というわけで、また書かせていただきます。

そして、アクセスありがとうございます!

精一杯、頑張らせていただきますよ

僕はプトレに案内され、厨房の奥にある階段をのぼり、部屋に案内された。

「じゃあ、僕はこれで。詳しい事はまた明日ね」

と言って、部屋のドアを閉じた。

部屋はいかにも簡素という感じで、テーブルとイス、ベッドと家具が片手で数えられるぐらいしか無かった。

「うん、なんというか...すごくシンプルな部屋というか...」

僕はそう言いながらベッドに腰をかけた。

神霊...組織...平和(ピースフル)...なんだかとても面白そうな事になりそうだ。

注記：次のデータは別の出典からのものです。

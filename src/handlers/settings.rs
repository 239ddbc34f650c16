use super::JsonBody;
use crate::{
    errors::AppResult,
    server::AppState,
    settings::{SettingKey, SettingsCache},
};
use axum::{extract::State, Json};
use serde::{Deserialize, Serialize};

#[derive(Debug, Serialize)]
#[serde(rename_all = "camelCase")]
pub struct SettingsView {
    pub datasets_folder: String,
    pub training_folder: String,
    pub data_root: String,
    pub hf_token_set: bool,
}

#[derive(Debug, Deserialize, Default)]
#[serde(rename_all = "camelCase")]
pub struct SettingsUpdate {
    pub datasets_folder: Option<String>,
    pub training_folder: Option<String>,
    pub data_root: Option<String>,
    pub hf_token: Option<String>,
}

async fn view(settings: &SettingsCache) -> AppResult<SettingsView> {
    Ok(SettingsView {
        datasets_folder: settings.datasets_root().await?.display().to_string(),
        training_folder: settings.training_folder().await?.display().to_string(),
        data_root: settings.data_root().await?.display().to_string(),
        hf_token_set: !settings.hf_token().await?.is_empty(),
    })
}

pub async fn show(State(state): State<AppState>) -> AppResult<Json<SettingsView>> {
    Ok(Json(view(&state.settings).await?))
}

/// Persists the provided fields, then drops every cached value so the next
/// read sees them. The cache is flushed even when a later write fails, since
/// earlier fields may already be in the store.
pub async fn update(
    State(state): State<AppState>,
    JsonBody(req): JsonBody<SettingsUpdate>,
) -> AppResult<Json<SettingsView>> {
    let changes = [
        (SettingKey::DatasetsFolder, req.datasets_folder),
        (SettingKey::TrainingFolder, req.training_folder),
        (SettingKey::DataRoot, req.data_root),
        (SettingKey::HfToken, req.hf_token),
    ];
    let mut failed = None;
    for (key, value) in changes {
        let Some(value) = value else { continue };
        if let Err(err) = state.store.set(key.as_str(), value.trim()).await {
            failed = Some(err);
            break;
        }
    }
    state.settings.flush_all();
    if let Some(err) = failed {
        return Err(err.into());
    }
    Ok(Json(view(&state.settings).await?))
}
use crate::paths::Layout;
use serde::Deserialize;
use std::fs;
use std::path::{Path, PathBuf};

pub const DEFAULT_CONFIG_FILE: &str = "aitk-server.toml";

#[derive(Debug, Deserialize, Clone, Default)]
#[serde(default)]
pub struct Config {
    pub server: Server,
    pub auth: Auth,
    pub limits: Limits,
    pub store: Store,
}

#[derive(Debug, Deserialize, Clone)]
#[serde(default)]
pub struct Server {
    pub bind_addr: String,
    pub port: u16,
}

impl Default for Server {
    fn default() -> Self {
        Self { bind_addr: "127.0.0.1".to_string(), port: 8675 }
    }
}

#[derive(Debug, Deserialize, Clone, Default)]
#[serde(default)]
pub struct Auth {
    /// Empty disables the bearer check.
    pub bearer_token: String,
}

#[derive(Debug, Deserialize, Clone)]
#[serde(default)]
pub struct Limits {
    pub max_request_kb: usize,
    pub max_upload_mb: usize,
}

impl Default for Limits {
    fn default() -> Self {
        Self { max_request_kb: 1024, max_upload_mb: 50 }
    }
}

#[derive(Debug, Deserialize, Clone, Default)]
#[serde(default)]
pub struct Store {
    pub settings_path: Option<String>,
}

impl Config {
    pub fn load(path: &Path) -> anyhow::Result<Self> {
        let raw = fs::read_to_string(path)?;
        if path.extension().map(|e| e == "json").unwrap_or(false) {
            Ok(serde_json::from_str(&raw)?)
        } else {
            Ok(toml::from_str(&raw)?)
        }
    }

    /// An explicit path must exist; otherwise the default file is used when
    /// present and built-in defaults when not.
    pub fn load_or_default(explicit: Option<&Path>) -> anyhow::Result<Self> {
        match explicit {
            Some(path) => Self::load(path),
            None => {
                let default = Path::new(DEFAULT_CONFIG_FILE);
                if default.is_file() {
                    Self::load(default)
                } else {
                    Ok(Self::default())
                }
            }
        }
    }

    pub fn validate(&self) -> anyhow::Result<()> {
        if self.server.bind_addr.trim().is_empty() { anyhow::bail!("bind_addr must not be empty"); }
        if self.limits.max_request_kb == 0 { anyhow::bail!("max_request_kb must be > 0"); }
        if self.limits.max_upload_mb == 0 { anyhow::bail!("max_upload_mb must be > 0"); }
        Ok(())
    }

    pub fn bearer_token(&self) -> Option<&str> {
        Some(self.auth.bearer_token.trim()).filter(|t| !t.is_empty())
    }

    /// Settings file location; relative values hang off the toolkit root.
    pub fn settings_path(&self, layout: &Layout) -> PathBuf {
        layout.resolve_configured_path(self.store.settings_path.as_deref(), &layout.default_settings_file())
    }
}

#[cfg(test)]
mod tests {
    use super::*;

    #[test]
    fn empty_file_gives_defaults() {
        let cfg: Config = toml::from_str("").unwrap();
        assert_eq!(cfg.server.port, 8675);
        assert_eq!(cfg.limits.max_upload_mb, 50);
        assert!(cfg.bearer_token().is_none());
        cfg.validate().unwrap();
    }

    #[test]
    fn parses_toml_and_json() {
        let tmp = tempfile::tempdir().unwrap();
        let toml_path = tmp.path().join("aitk.toml");
        fs::write(
            &toml_path,
            "[server]\nport = 9000\n[auth]\nbearer_token = \" secret \"\n[store]\nsettings_path = \"db/settings.json\"\n",
        )
        .unwrap();
        let cfg = Config::load(&toml_path).unwrap();
        assert_eq!(cfg.server.port, 9000);
        assert_eq!(cfg.server.bind_addr, "127.0.0.1");
        assert_eq!(cfg.bearer_token(), Some("secret"));
        let layout = Layout::new(tmp.path());
        assert_eq!(cfg.settings_path(&layout), tmp.path().join("db").join("settings.json"));

        let json_path = tmp.path().join("aitk.json");
        fs::write(&json_path, r#"{"limits": {"max_request_kb": 0}}"#).unwrap();
        let cfg = Config::load(&json_path).unwrap();
        assert!(cfg.validate().is_err());
    }

    #[test]
    fn settings_path_defaults_under_root() {
        let layout = Layout::new(std::env::temp_dir());
        assert_eq!(Config::default().settings_path(&layout), layout.default_settings_file());
    }

    #[test]
    fn missing_explicit_config_is_an_error() {
        let tmp = tempfile::tempdir().unwrap();
        assert!(Config::load_or_default(Some(&tmp.path().join("nope.toml"))).is_err());
    }
}
pub mod datasets;
pub mod images;
pub mod settings;

use crate::errors::AppError;
use axum::extract::FromRequest;
use std::path::{Path, PathBuf};

/// JSON request body whose rejections answer in the `{error, code}` shape.
#[derive(FromRequest)]
#[from_request(via(axum::Json), rejection(AppError))]
pub struct JsonBody<T>(pub T);

/// Caption sidecar for a media file: the last `.ext` of the file name, if it
/// has a non-empty extension, is swapped for `.txt`; otherwise `.txt` is
/// appended. A dotfile such as `.png` becomes `.txt`.
pub fn caption_path_for(media: &Path) -> PathBuf {
    let Some(name) = media.file_name() else {
        let mut raw = media.as_os_str().to_owned();
        raw.push(".txt");
        return PathBuf::from(raw);
    };
    let name = name.to_string_lossy();
    let stem = match name.rfind('.') {
        Some(dot) if dot + 1 < name.len() => &name[..dot],
        _ => &name[..],
    };
    media.with_file_name(format!("{stem}.txt"))
}

/// Non-blank path from a request body, taken as given.
fn required_path(value: Option<&str>, message: &str) -> Result<PathBuf, AppError> {
    match value {
        Some(v) if !v.trim().is_empty() => Ok(PathBuf::from(v)),
        _ => Err(AppError::InvalidInput(message.to_string())),
    }
}

fn access_denied(target: &Path, roots: &[&Path]) -> AppError {
    let roots: Vec<String> = roots.iter().map(|r| r.display().to_string()).collect();
    tracing::warn!(target_path = %target.display(), roots = ?roots, "access denied");
    AppError::AccessDenied("Access denied".to_string())
}
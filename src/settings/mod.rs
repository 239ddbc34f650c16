pub mod store;

use crate::paths::Layout;
use std::collections::HashMap;
use std::path::PathBuf;
use std::sync::{Arc, PoisonError, RwLock, RwLockReadGuard, RwLockWriteGuard};
use store::{SettingsStore, StoreError};

#[derive(Debug, Clone, Copy, PartialEq, Eq, Hash)]
pub enum SettingKey {
    DatasetsFolder,
    TrainingFolder,
    DataRoot,
    HfToken,
}

impl SettingKey {
    pub fn as_str(self) -> &'static str {
        match self {
            SettingKey::DatasetsFolder => "DATASETS_FOLDER",
            SettingKey::TrainingFolder => "TRAINING_FOLDER",
            SettingKey::DataRoot => "DATA_ROOT",
            SettingKey::HfToken => "HF_TOKEN",
        }
    }
}

#[derive(Debug, Clone, PartialEq, Eq)]
pub enum CachedValue {
    Path(PathBuf),
    Text(String),
}

impl CachedValue {
    fn into_path_buf(self) -> PathBuf {
        match self {
            CachedValue::Path(p) => p,
            CachedValue::Text(t) => PathBuf::from(t),
        }
    }

    fn into_string(self) -> String {
        match self {
            CachedValue::Path(p) => p.to_string_lossy().into_owned(),
            CachedValue::Text(t) => t,
        }
    }
}

#[derive(Default)]
struct Table {
    // bumped on every flush so a fill that raced a flush is dropped
    generation: u64,
    values: HashMap<SettingKey, CachedValue>,
}

/// Read-through cache over a [`SettingsStore`]. Entries never expire; an
/// admin update must call [`SettingsCache::flush_all`].
pub struct SettingsCache {
    store: Arc<dyn SettingsStore>,
    layout: Layout,
    table: RwLock<Table>,
}

impl SettingsCache {
    pub fn new(store: Arc<dyn SettingsStore>, layout: Layout) -> Self {
        Self { store, layout, table: RwLock::new(Table::default()) }
    }

    pub fn layout(&self) -> &Layout {
        &self.layout
    }

    fn read(&self) -> RwLockReadGuard<'_, Table> {
        self.table.read().unwrap_or_else(PoisonError::into_inner)
    }

    fn write(&self) -> RwLockWriteGuard<'_, Table> {
        self.table.write().unwrap_or_else(PoisonError::into_inner)
    }

    pub async fn get(&self, key: SettingKey) -> Result<CachedValue, StoreError> {
        let generation = {
            let table = self.read();
            if let Some(hit) = table.values.get(&key) {
                return Ok(hit.clone());
            }
            table.generation
        };

        // concurrent misses on the same key may both land here; the fills agree
        let raw = self.store.get(key.as_str()).await?;
        let value = self.resolve(key, raw.as_deref());

        let mut table = self.write();
        if table.generation == generation {
            table.values.insert(key, value.clone());
        }
        Ok(value)
    }

    fn resolve(&self, key: SettingKey, raw: Option<&str>) -> CachedValue {
        let layout = &self.layout;
        match key {
            SettingKey::DatasetsFolder => {
                CachedValue::Path(layout.resolve_configured_path(raw, &layout.default_datasets_folder()))
            }
            SettingKey::TrainingFolder => {
                CachedValue::Path(layout.resolve_configured_path(raw, &layout.default_training_folder()))
            }
            SettingKey::DataRoot => {
                CachedValue::Path(layout.resolve_configured_path(raw, &layout.default_data_root()))
            }
            SettingKey::HfToken => CachedValue::Text(raw.unwrap_or_default().to_string()),
        }
    }

    /// Drops every entry in one exclusive section.
    pub fn flush_all(&self) {
        let mut table = self.write();
        table.values.clear();
        table.generation = table.generation.wrapping_add(1);
        tracing::debug!(generation = table.generation, "settings cache flushed");
    }

    pub async fn datasets_root(&self) -> Result<PathBuf, StoreError> {
        Ok(self.get(SettingKey::DatasetsFolder).await?.into_path_buf())
    }

    pub async fn training_folder(&self) -> Result<PathBuf, StoreError> {
        Ok(self.get(SettingKey::TrainingFolder).await?.into_path_buf())
    }

    pub async fn data_root(&self) -> Result<PathBuf, StoreError> {
        Ok(self.get(SettingKey::DataRoot).await?.into_path_buf())
    }

    pub async fn hf_token(&self) -> Result<String, StoreError> {
        Ok(self.get(SettingKey::HfToken).await?.into_string())
    }
}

いや、人間達にとっては面白くもなんともないと思うけど。

『神だからこそ思えることですね』

エリースは何の前触れもなく現れた。

「うおっ!...突然出てこられるの、まだ慣れないなぁ」

僕はエリースを上から下までまじまじと見つめた。

女性の平均的な身長よりも少し大きくて...メイド服を着ている。

「なぁ、どうしてそんな服を着ているの?」

と言うと、エリースはしみじみと目をつぶって、

『生と死の狭間で、貴方は確か完璧の象徴はメイドだとお答えしましたね?』

「あぁ、確かそんな事を言った気がするよ」

『私は貴方の「完璧」...貴方の心の内のひとつを表現し、発現したものです。なら、貴方の完璧の象徴であるメイドの姿になるのは当然の事です』

まるで当たり前のように言うエリースに、僕はただ、

「はぁ...」

としか言うことが出来なかった。

「とにかく、君は僕の神霊で、もう一人の僕である...という事でいいんだよね?」

『はい、その認識で構いません』

と言うと、エリースは机の方に向かって、何やら作業をし始めた。

「何してるの?」

僕は作業しているエリースを覗き込んだ。

どうやら、矢印で作った銃を作っては分解し、作っては分解しを繰り返しているようだ。

「...何してるの?」

『戦闘中において、どんな状況下に置かれてもスムーズに出せるように訓練しているところです』

僕は銃をじーっと見つめた。

こんな物を作れるなんて、人間というのはすごい生き物なんだなぁ...

そんな事を考えているうちに眠くなってきた。

僕はベッドに横たわるとエリースを見て、

「おやすみ」と言った。

『おやすみなさいませ...』

という声が、微睡み(まどろみ)の中にこだました。









『おはようございます』

僕はエリースの声で目が覚めた。

「あぁ、おはよう...」

僕はベッドから起きて、下の階のレストランへ向かった。

下に降りてみるともう他の人は起きていたらしく、皆朝食を摂っていた。

「ナラク君は早起きが苦手みたいだね」

プトレはニコニコしながらご飯と味噌汁と焼き魚の「これぞ朝ご飯」ともよべる物を席に並べてくれた。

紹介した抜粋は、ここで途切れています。